Task objective »
Print exactly those lines that run from the beginning of the data to the line bearing "pub type BatchResult<T, E>", inclusive.

Items from a data source:
------------------------------

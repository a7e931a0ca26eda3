//! Batcher error types.

use holdfast_types::{Classify, ErrorClass};
use thiserror::Error;

/// Result type for a batched request whose work fails with `E`.
pub type BatchResult<T, E> = Result<T, BatchError<E>>;

/// Why a batched request did not produce a value.
#[derive(Debug, Error)]
pub enum BatchError<E> {
    /// The work itself failed (after any retries it was entitled to).
    #[error(transparent)]
    Failed(E),

    /// The request was rejected by `clear()` before it started.
    #[error("request cancelled before it started")]
    Cancelled,

    /// The batcher was shut down before the request started.
    #[error("request batcher is shut down")]
    Shutdown,

    /// The executing task went away without reporting an outcome.
    #[error("request was abandoned before completing")]
    Abandoned,
}

impl<E> BatchError<E> {
    /// Returns the underlying failure, if the work ran and failed.
    pub fn into_inner(self) -> Option<E> {
        match self {
            BatchError::Failed(e) => Some(e),
            _ => None,
        }
    }

    /// Returns a reference to the underlying failure.
    pub fn inner(&self) -> Option<&E> {
        match self {
            BatchError::Failed(e) => Some(e),
            _ => None,
        }
    }

    /// Returns true if the request was cancelled by `clear()`.
    pub fn is_cancelled(&self) -> bool {
        matches!(self, BatchError::Cancelled)
    }
}

impl<E: Classify> Classify for BatchError<E> {
    fn class(&self) -> ErrorClass {
        match self {
            BatchError::Failed(e) => e.class(),
            BatchError::Cancelled | BatchError::Shutdown | BatchError::Abandoned => {
                ErrorClass::Fatal
            }
        }
    }
}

------------------------------

Solved exercise »
repository a7e931a0ca26eda3
//! Batcher error types.

use holdfast_types::{Classify, ErrorClass};
use thiserror::Error;

/// Result type for a batched request whose work fails with `E`.
pub type BatchResult<T, E> = Result<T, BatchError<E>>;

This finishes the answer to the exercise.